Math is hard. Indeed, much of the modern infrastructure for secure communication depends heavily on the difficulty of elementary mathematics — of factoring, to be exact. It's easy to reduce a small number like 15 to its prime factors (3 x 5), but factoring numbers with a few hundred digits is still exceedingly difficult. For this reason, the RSA cryptosystem, an encryption scheme that derives its security from the difficulty of integer factorization, remains a popular tool for secure communication.

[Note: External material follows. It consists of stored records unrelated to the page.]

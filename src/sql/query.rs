//! SELECT statements and unions, built with a fluent API.

use serde::{Deserialize, Serialize};

use super::dialect::{helpers, Dialect, GroupModifierStyle, PagingStrategy, SqlDialect, TopPlacement};
use super::expr::{count_star, Expr, ExprExt};
use super::from::{FromClause, FromTerm, Join};
use super::paging;
use super::predicate::{WhereClause, WhereTerm};
use super::render;
use super::token::{Token, TokenStream};
use crate::error::{Error, Result};

// =============================================================================
// Select list
// =============================================================================

/// A SELECT list item: expression with optional alias.
#[derive(Debug, Clone, PartialEq, Serialize, Deserialize)]
#[must_use = "builders have no effect until used"]
pub struct SelectColumn {
    pub expr: Expr,
    #[serde(default, skip_serializing_if = "Option::is_none")]
    pub alias: Option<String>,
}

impl SelectColumn {
    pub fn new(expr: Expr) -> Self {
        Self { expr, alias: None }
    }

    pub fn with_alias(mut self, alias: &str) -> Self {
        self.alias = Some(alias.into());
        self
    }

    /// Name of the produced column: the alias, else the field name.
    pub fn output_name(&self) -> Option<&str> {
        self.alias.as_deref().or_else(|| self.expr.output_name())
    }

    pub fn to_tokens(&self, dialect: Dialect) -> Result<TokenStream> {
        let mut ts = self.expr.to_tokens(dialect)?;
        if let Some(alias) = &self.alias {
            ts.space()
                .push(Token::As)
                .space()
                .push(Token::Ident(alias.clone()));
        }
        Ok(ts)
    }
}

impl From<Expr> for SelectColumn {
    fn from(expr: Expr) -> Self {
        SelectColumn::new(expr)
    }
}

// =============================================================================
// ORDER BY / GROUP BY
// =============================================================================

/// Sort direction.
#[derive(Debug, Clone, Copy, PartialEq, Eq, Default, Serialize, Deserialize)]
#[serde(rename_all = "lowercase")]
pub enum SortDirection {
    #[default]
    Asc,
    Desc,
}

/// An ORDER BY term over a (possibly qualified) field.
#[derive(Debug, Clone, PartialEq, Serialize, Deserialize)]
#[must_use = "builders have no effect until used"]
pub struct OrderByTerm {
    pub field: String,
    #[serde(default, skip_serializing_if = "Option::is_none")]
    pub table: Option<String>,
    #[serde(default)]
    pub direction: SortDirection,
}

impl OrderByTerm {
    pub fn new(field: &str) -> Self {
        Self {
            field: field.into(),
            table: None,
            direction: SortDirection::Asc,
        }
    }

    pub fn asc(field: &str) -> Self {
        Self::new(field)
    }

    pub fn desc(field: &str) -> Self {
        Self::new(field).direction(SortDirection::Desc)
    }

    pub fn table(mut self, table: &str) -> Self {
        self.table = Some(table.into());
        self
    }

    pub fn direction(mut self, direction: SortDirection) -> Self {
        self.direction = direction;
        self
    }

    /// Render `[table.]field ASC|DESC`. The direction is always explicit.
    pub fn to_tokens(&self) -> TokenStream {
        let mut ts = qualified_field(self.table.as_deref(), &self.field);
        ts.space().push(match self.direction {
            SortDirection::Asc => Token::Asc,
            SortDirection::Desc => Token::Desc,
        });
        ts
    }
}

/// A GROUP BY term over a (possibly qualified) field.
#[derive(Debug, Clone, PartialEq, Serialize, Deserialize)]
#[must_use = "builders have no effect until used"]
pub struct GroupByTerm {
    pub field: String,
    #[serde(default, skip_serializing_if = "Option::is_none")]
    pub table: Option<String>,
}

impl GroupByTerm {
    pub fn new(field: &str) -> Self {
        Self {
            field: field.into(),
            table: None,
        }
    }

    pub fn table(mut self, table: &str) -> Self {
        self.table = Some(table.into());
        self
    }

    pub fn to_tokens(&self) -> TokenStream {
        qualified_field(self.table.as_deref(), &self.field)
    }
}

impl From<&str> for GroupByTerm {
    fn from(field: &str) -> Self {
        GroupByTerm::new(field)
    }
}

/// Super-aggregate modifier applied to GROUP BY.
#[derive(Debug, Clone, Copy, PartialEq, Eq, Default, Serialize, Deserialize)]
#[serde(rename_all = "lowercase")]
pub enum GroupModifier {
    #[default]
    None,
    Cube,
    Rollup,
}

/// A page request: zero-based page index and rows per page.
#[derive(Debug, Clone, Copy, PartialEq, Eq, Serialize, Deserialize)]
pub struct Paging {
    pub page_index: u64,
    pub page_size: u64,
}

impl Paging {
    /// Zero-based offset of the first row on the page.
    pub fn offset(&self) -> u64 {
        self.page_index.saturating_mul(self.page_size)
    }

    /// Rows on this page, capped so the page never reaches past `top`.
    pub fn limit(&self, top: Option<u64>) -> u64 {
        match top {
            Some(top) => self.page_size.min(top.saturating_sub(self.offset())),
            None => self.page_size,
        }
    }
}

fn qualified_field(table: Option<&str>, field: &str) -> TokenStream {
    let mut ts = TokenStream::new();
    if let Some(t) = table {
        ts.push(Token::Ident(t.into())).push(Token::Dot);
    }
    ts.push(Token::Ident(field.into()));
    ts
}

// =============================================================================
// SelectQuery
// =============================================================================

/// A SELECT statement.
#[derive(Debug, Clone, Default, PartialEq, Serialize, Deserialize)]
#[serde(default)]
#[must_use = "SelectQuery has no effect until rendered with to_sql() or to_tokens()"]
pub struct SelectQuery {
    pub columns: Vec<SelectColumn>,
    pub from: FromClause,
    pub where_clause: WhereClause,
    pub group_by: Vec<GroupByTerm>,
    pub group_modifier: GroupModifier,
    pub having: WhereClause,
    pub order_by: Vec<OrderByTerm>,
    pub distinct: bool,
    /// Maximum number of rows; `None` is unbounded.
    pub top: Option<u64>,
    pub paging: Option<Paging>,
    /// Namespace for tables that do not name one.
    pub table_space: Option<String>,
}

impl SelectQuery {
    pub fn new() -> Self {
        Self::default()
    }

    /// Set the base source.
    pub fn from(mut self, term: FromTerm) -> Self {
        self.from.base = Some(term);
        self
    }

    pub fn join(mut self, join: Join) -> Self {
        self.from.joins.push(join);
        self
    }

    pub fn column(mut self, column: impl Into<SelectColumn>) -> Self {
        self.columns.push(column.into());
        self
    }

    pub fn column_as(self, expr: Expr, alias: &str) -> Self {
        self.column(expr.alias(alias))
    }

    pub fn columns(mut self, columns: impl IntoIterator<Item = impl Into<SelectColumn>>) -> Self {
        self.columns.extend(columns.into_iter().map(Into::into));
        self
    }

    /// Add a predicate to the top-level WHERE clause.
    pub fn filter(mut self, term: WhereTerm) -> Self {
        self.where_clause.terms.push(term);
        self
    }

    /// Replace the WHERE clause.
    pub fn where_clause(mut self, clause: WhereClause) -> Self {
        self.where_clause = clause;
        self
    }

    pub fn group_by(mut self, term: impl Into<GroupByTerm>) -> Self {
        self.group_by.push(term.into());
        self
    }

    pub fn with_cube(mut self) -> Self {
        self.group_modifier = GroupModifier::Cube;
        self
    }

    pub fn with_rollup(mut self) -> Self {
        self.group_modifier = GroupModifier::Rollup;
        self
    }

    pub fn having(mut self, clause: WhereClause) -> Self {
        self.having = clause;
        self
    }

    pub fn order_by(mut self, term: OrderByTerm) -> Self {
        self.order_by.push(term);
        self
    }

    pub fn distinct(mut self) -> Self {
        self.distinct = true;
        self
    }

    pub fn top(mut self, n: u64) -> Self {
        self.top = Some(n);
        self
    }

    /// Request page `page_index` (zero-based) of `page_size` rows.
    pub fn page(mut self, page_index: u64, page_size: u64) -> Self {
        self.paging = Some(Paging {
            page_index,
            page_size,
        });
        self
    }

    pub fn table_space(mut self, namespace: &str) -> Self {
        self.table_space = Some(namespace.into());
        self
    }

    /// Companion statement counting the rows this query returns.
    ///
    /// Ordering and paging are dropped; `top` still caps the count.
    pub fn row_count(&self) -> SelectQuery {
        let mut inner = self.clone();
        inner.order_by.clear();
        inner.paging = None;

        SelectQuery::new()
            .column(count_star().alias("cnt"))
            .from(FromTerm::subquery(inner, "t"))
    }

    /// Validate, then render for `dialect`.
    pub fn to_sql(&self, dialect: Dialect) -> Result<String> {
        render::render_select(self, dialect)
    }

    /// Convert to tokens for a specific dialect.
    ///
    /// On ROW_NUMBER dialects a paged query is rewritten first.
    pub fn to_tokens(&self, dialect: Dialect) -> Result<TokenStream> {
        if self.paging.is_some() && dialect.paging_strategy() == PagingStrategy::RowNumberWrapper {
            return paging::row_number_rewrite(self)?.to_tokens(dialect);
        }

        let table_space = self.table_space.as_deref();
        let prefix_top = dialect.top_placement() == TopPlacement::Prefix;
        let mut ts = TokenStream::new();

        // SELECT [DISTINCT] [TOP n]
        ts.push(Token::Select);
        if self.distinct {
            ts.space().push(Token::Distinct);
        }
        if prefix_top {
            if let Some(n) = self.top {
                ts.space().push(Token::Top).space().push(helpers::row_count(n));
            }
        }
        ts.space();

        if self.columns.is_empty() {
            ts.push(Token::Star);
        } else {
            let columns = self
                .columns
                .iter()
                .map(|c| c.to_tokens(dialect))
                .collect::<Result<Vec<_>>>()?;
            ts.append_list(&columns);
        }

        if !self.from.is_empty() {
            ts.space().push(Token::From).space();
            ts.append(&self.from.to_tokens(dialect, table_space)?);
        }

        ts.append(&self.where_clause.to_phrase(Token::Where, dialect)?);

        if !self.group_by.is_empty() {
            ts.space().push(Token::GroupBy).space();
            ts.append(&self.group_by_tokens(dialect)?);
        }

        ts.append(&self.having.to_phrase(Token::Having, dialect)?);

        if !self.order_by.is_empty() {
            ts.space().push(Token::OrderBy).space();
            let terms = self
                .order_by
                .iter()
                .map(OrderByTerm::to_tokens)
                .collect::<Vec<_>>();
            ts.append_list(&terms);
        }

        let (limit, offset) = match self.paging {
            Some(paging) => (Some(paging.limit(self.top)), Some(paging.offset())),
            None if prefix_top => (None, None),
            None => (self.top, None),
        };
        let suffix = dialect.emit_limit_offset(limit, offset);
        if !suffix.is_empty() {
            ts.space().append(&suffix);
        }

        Ok(ts)
    }

    fn group_by_tokens(&self, dialect: Dialect) -> Result<TokenStream> {
        let terms = self
            .group_by
            .iter()
            .map(GroupByTerm::to_tokens)
            .collect::<Vec<_>>();

        let modifier = match self.group_modifier {
            GroupModifier::None => None,
            GroupModifier::Cube => {
                if !dialect.supports_cube() {
                    return Err(Error::unsupported("GROUP BY CUBE", dialect.name()));
                }
                Some(Token::Cube)
            }
            GroupModifier::Rollup => Some(Token::Rollup),
        };

        let mut ts = TokenStream::new();
        match (modifier, dialect.group_modifier_style()) {
            (None, _) => {
                ts.append_list(&terms);
            }
            (Some(m), GroupModifierStyle::Suffix) => {
                ts.append_list(&terms);
                ts.space().push(Token::With).space().push(m);
            }
            (Some(m), GroupModifierStyle::Wrapped) => {
                ts.push(m).lparen().append_list(&terms).rparen();
            }
        }
        Ok(ts)
    }
}

// =============================================================================
// UNION
// =============================================================================

/// Whether a union connector removes duplicates.
#[derive(Debug, Clone, Copy, PartialEq, Eq, Default, Serialize, Deserialize)]
#[serde(rename_all = "lowercase")]
pub enum UnionModifier {
    #[default]
    Distinct,
    All,
}

/// A union member. Its modifier governs the connector that precedes it.
#[derive(Debug, Clone, PartialEq, Serialize, Deserialize)]
pub struct UnionMember {
    pub query: SelectQuery,
    #[serde(default)]
    pub modifier: UnionModifier,
}

/// `q0 UNION [ALL] q1 UNION [ALL] q2 ...`
#[derive(Debug, Clone, Default, PartialEq, Serialize, Deserialize)]
#[must_use = "SqlUnion has no effect until rendered with to_sql() or to_tokens()"]
pub struct SqlUnion {
    pub members: Vec<UnionMember>,
}

impl SqlUnion {
    pub fn new() -> Self {
        Self::default()
    }

    pub fn add(mut self, query: SelectQuery, modifier: UnionModifier) -> Self {
        self.members.push(UnionMember { query, modifier });
        self
    }

    /// Append with a duplicate-removing `UNION`.
    pub fn union(self, query: SelectQuery) -> Self {
        self.add(query, UnionModifier::Distinct)
    }

    /// Append with `UNION ALL`.
    pub fn union_all(self, query: SelectQuery) -> Self {
        self.add(query, UnionModifier::All)
    }

    pub fn to_sql(&self, dialect: Dialect) -> Result<String> {
        render::render_union(self, dialect)
    }

    pub fn to_tokens(&self, dialect: Dialect) -> Result<TokenStream> {
        let mut ts = TokenStream::new();

        for (i, member) in self.members.iter().enumerate() {
            if i > 0 {
                ts.space().push(Token::Union);
                if member.modifier == UnionModifier::All {
                    ts.space().push(Token::All);
                }
                ts.space();
            }

            // A trailing LIMIT/FETCH would otherwise bind to the whole union
            let wrap = member.query.top.is_some() && dialect.top_placement() == TopPlacement::Suffix;
            if wrap {
                ts.lparen();
            }
            ts.append(&member.query.to_tokens(dialect)?);
            if wrap {
                ts.rparen();
            }
        }

        Ok(ts)
    }
}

Research suggests, however, that a quantum computer would be able to factor a large number far more quickly than the best available methods today. If researchers could build a quantum computer that could outperform classical supercomputers, the thinking goes, cryptographers could use a particular algorithm called Shor's algorithm to render the RSA cryptosystem unsalvageable. The deadline to avert this may arrive sooner than we think: Google recently claimed that its quantum computers will be able to perform a calculation that's beyond the reach of any classical computer by the end of the year. In light of this, cryptographers are scrambling to find a new quantum-proof security standard.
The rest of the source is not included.